▶ _ABOUT THIS TASK_
Transcribe exactly the first line of the listing below and each line that follows it, ending with the line that contains "#[derive(Debug, Clone)]", and omit the remainder.

___ DATA FOR THE TASK

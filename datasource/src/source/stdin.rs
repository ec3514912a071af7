//! `stdin:` backend reading the process's standard input.

use std::io::Read;
use std::sync::{Arc, Weak};

use url::Url;

use crate::{Backend, Context, Data, DatasourceError, DatasourceResult, SourceRegistry};

use super::{Source, SourceSpec};

/// Builds [`StdinSource`]s for `stdin:` URLs.
#[derive(Debug, Clone, Copy, Default)]
pub struct StdinBackend;

impl Backend for StdinBackend {
    fn open(
        &self,
        spec: SourceSpec,
        _registry: &Weak<SourceRegistry>,
    ) -> DatasourceResult<Arc<dyn Source>> {
        Ok(Arc::new(StdinSource { url: spec.url }))
    }
}

/// Reads all of standard input.
///
/// A path on the URL (`stdin:///in.yaml`) only serves as a media type hint.
#[derive(Debug, Clone)]
pub struct StdinSource {
    url: Url,
}

impl Source for StdinSource {
    fn read(&self, ctx: &Context, args: &[String]) -> DatasourceResult<Data> {
        ctx.check()?;
        let mut bytes = Vec::new();
        std::io::stdin()
            .lock()
            .read_to_end(&mut bytes)
            .map_err(|e| Arc::new(DatasourceError::Stdin(e)))?;
        Ok(Data::new(self.url.clone(), args.to_vec(), bytes))
    }
}
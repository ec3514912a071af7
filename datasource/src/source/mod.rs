//! The backend contract and the built-in reference backends.
//!
//! Every datasource, whatever its scheme, is consumed through [`Source`]. The
//! registry never inspects a source beyond that one method, so new backends
//! plug in by implementing [`crate::Backend`] and registering it for a scheme.

mod env;
mod file;
mod headers;
mod stdin;

pub use env::{EnvBackend, EnvSource};
pub use file::{FileBackend, FileSource};
pub use headers::Headers;
pub use stdin::{StdinBackend, StdinSource};

use std::fmt;

use url::Url;

use crate::{Context, Data, DatasourceResult};

/// A readable datasource.
///
/// Implementations must be cheap to share behind an [`std::sync::Arc`]; the
/// registry hands out clones of the same instance to every caller.
pub trait Source: Send + Sync + fmt::Debug {
    /// Read the source, producing a fresh [`Data`].
    ///
    /// # Errors
    ///
    /// Returns a [`crate::DatasourceError`] when the context has expired or
    /// the backend fails to read.
    fn read(&self, ctx: &Context, args: &[String]) -> DatasourceResult<Data>;
}

/// Everything a backend needs to construct a [`Source`].
#[derive(Debug, Clone, PartialEq, Eq)]
pub struct SourceSpec {
    /// Alias the source is bound under, or the literal string it was
    /// resolved from.
    pub alias: String,
    /// Fully-qualified URL.
    pub url: Url,
    /// Headers for backends that speak a header-bearing protocol.
    pub headers: Headers,
}

impl SourceSpec {
    /// Build a spec from its parts.
    #[must_use]
    pub fn new(alias: impl Into<String>, url: Url, headers: Headers) -> Self {
        Self {
            alias: alias.into(),
            url,
            headers,
        }
    }
}
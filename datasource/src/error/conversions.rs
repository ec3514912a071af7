//! Trait-based conversions between external error types and `DatasourceError`.

use figment::Error as FigmentError;

use super::DatasourceError;

impl From<FigmentError> for DatasourceError {
    fn from(e: FigmentError) -> Self {
        Self::Config(Box::new(e))
    }
}

impl From<DatasourceError> for FigmentError {
    /// Allow using `?` in tests that return `figment::Error`.
    fn from(e: DatasourceError) -> Self {
        match e {
            DatasourceError::Config(fe) => *fe,
            other => Self::from(other.to_string()),
        }
    }
}
//! Deep-merge mechanics for decoded documents.

use serde_json::{Map, Value};

/// Overlay `layer` onto `target`, updating `target` in place.
///
/// Behaviour:
/// - When merging a map into a non-map target, the target is replaced by an
///   empty map first.
/// - Maps are merged recursively: keys are added or overwritten, and nested
///   maps are overlaid.
/// - Sequences and scalars replace `target` wholesale; sequences are never
///   concatenated.
///
/// # Examples
///
/// ```rust
/// use datasource::merge_value;
/// use serde_json::json;
///
/// let mut acc = json!({"a": 1, "b": {"x": 1}});
/// merge_value(&mut acc, json!({"b": {"y": 2}, "c": 3}));
/// assert_eq!(acc, json!({"a": 1, "b": {"x": 1, "y": 2}, "c": 3}));
///
/// // Sequences replace existing values.
/// merge_value(&mut acc, json!({"b": [1, 2, 3]}));
/// assert_eq!(acc["b"], json!([1, 2, 3]));
/// ```
pub fn merge_value(target: &mut Value, layer: Value) {
    match layer {
        Value::Object(map) => merge_object(target, map),
        _ => *target = layer,
    }
}

/// Merge the map `map` into `target`, converting a non-map target first.
fn merge_object(target: &mut Value, map: Map<String, Value>) {
    if !target.is_object() {
        *target = Value::Object(Map::new());
    }

    let Some(target_map) = target.as_object_mut() else {
        return;
    };

    for (key, value) in map {
        match target_map.get_mut(&key) {
            Some(existing) => merge_value(existing, value),
            None => {
                target_map.insert(key, value);
            }
        }
    }
}

/// Fold `documents` left to right: the first is the base and each later
/// document takes precedence over everything before it.
///
/// # Examples
///
/// ```rust
/// use datasource::merge_documents;
/// use serde_json::json;
///
/// let docs = [json!({"a": 1, "list": [1, 2]}), json!({"a": 2, "list": [3]})];
/// let merged = merge_documents(docs.into_iter().filter_map(|d| d.as_object().cloned()));
/// assert_eq!(serde_json::Value::Object(merged), json!({"a": 2, "list": [3]}));
/// ```
#[must_use]
pub fn merge_documents<I>(documents: I) -> Map<String, Value>
where
    I: IntoIterator<Item = Map<String, Value>>,
{
    let mut merged = Value::Object(Map::new());
    for document in documents {
        merge_object(&mut merged, document);
    }
    match merged {
        Value::Object(map) => map,
        _ => Map::new(),
    }
}

/// Name of the concrete kind of `value`, for diagnostics.
pub(super) const fn kind_of(value: &Value) -> &'static str {
    match value {
        Value::Null => "null",
        Value::Bool(_) => "bool",
        Value::Number(_) => "number",
        Value::String(_) => "string",
        Value::Array(_) => "sequence",
        Value::Object(_) => "map",
    }
}
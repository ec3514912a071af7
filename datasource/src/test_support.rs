//! In-memory sources shared by unit tests.

use std::collections::BTreeMap;
use std::sync::atomic::{AtomicUsize, Ordering};
use std::sync::{Arc, Weak};

use url::Url;

use crate::{
    Backend, Context, Data, DatasourceError, DatasourceResult, Source, SourceRegistry, SourceSpec,
};

/// Fixed payload that counts how often it is read.
#[derive(Debug)]
pub(crate) struct StaticSource {
    url: Url,
    body: Vec<u8>,
    reads: AtomicUsize,
}

impl StaticSource {
    pub(crate) fn reads(&self) -> usize {
        self.reads.load(Ordering::SeqCst)
    }
}

impl Source for StaticSource {
    fn read(&self, ctx: &Context, args: &[String]) -> DatasourceResult<Data> {
        self.reads.fetch_add(1, Ordering::SeqCst);
        ctx.check()?;
        Ok(Data::new(self.url.clone(), args.to_vec(), self.body.clone()))
    }
}

/// Serves `mem:<name>` URLs from a fixed table of documents.
#[derive(Debug, Clone, Default)]
pub(crate) struct MemBackend {
    docs: Arc<BTreeMap<String, Arc<StaticSource>>>,
}

impl MemBackend {
    /// Documents keyed by name. The name's extension, if any, drives media
    /// type inference; bodies opening with `{` or `[` sniff as JSON.
    pub(crate) fn new(docs: &[(&str, &str)]) -> Self {
        let docs = docs
            .iter()
            .map(|(name, body)| {
                let url = Url::parse(&format!("mem:{name}")).expect("valid mem URL");
                let source = StaticSource {
                    url,
                    body: body.as_bytes().to_vec(),
                    reads: AtomicUsize::new(0),
                };
                ((*name).to_owned(), Arc::new(source))
            })
            .collect();
        Self {
            docs: Arc::new(docs),
        }
    }

    pub(crate) fn source(&self, name: &str) -> Arc<StaticSource> {
        Arc::clone(self.docs.get(name).expect("document registered"))
    }
}

impl Backend for MemBackend {
    fn open(
        &self,
        spec: SourceSpec,
        _registry: &Weak<SourceRegistry>,
    ) -> DatasourceResult<Arc<dyn Source>> {
        let source = self.docs.get(spec.url.path()).ok_or_else(|| {
            Arc::new(DatasourceError::invalid_definition(
                spec.url.as_str(),
                "no such in-memory document",
            ))
        })?;
        Ok(Arc::clone(source) as Arc<dyn Source>)
    }
}

/// Registry with the built-in backends plus `mem:` serving `docs`, rooted
/// at `base_dir`.
pub(crate) fn mem_registry(
    base_dir: &camino::Utf8Path,
    docs: &[(&str, &str)],
) -> (Arc<SourceRegistry>, MemBackend) {
    let mem = MemBackend::new(docs);
    let registry = SourceRegistry::builder()
        .base_dir(base_dir)
        .backend("mem", mem.clone())
        .build()
        .expect("registry builds");
    (registry, mem)
}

______

▶ _SOLUTION FOR THIS TASK_
filename datasource/src/source/stdin.rs
repository ec3514912a071af7
//! `stdin:` backend reading the process's standard input.

use std::io::Read;
use std::sync::{Arc, Weak};

use url::Url;

use crate::{Backend, Context, Data, DatasourceError, DatasourceResult, SourceRegistry};

use super::{Source, SourceSpec};

/// Builds [`StdinSource`]s for `stdin:` URLs.
#[derive(Debug, Clone, Copy, Default)]
pub struct StdinBackend;

impl Backend for StdinBackend {
    fn open(
        &self,
        spec: SourceSpec,
        _registry: &Weak<SourceRegistry>,
    ) -> DatasourceResult<Arc<dyn Source>> {
        Ok(Arc::new(StdinSource { url: spec.url }))
    }
}

/// Reads all of standard input.
///
/// A path on the URL (`stdin:///in.yaml`) only serves as a media type hint.
#[derive(Debug, Clone)]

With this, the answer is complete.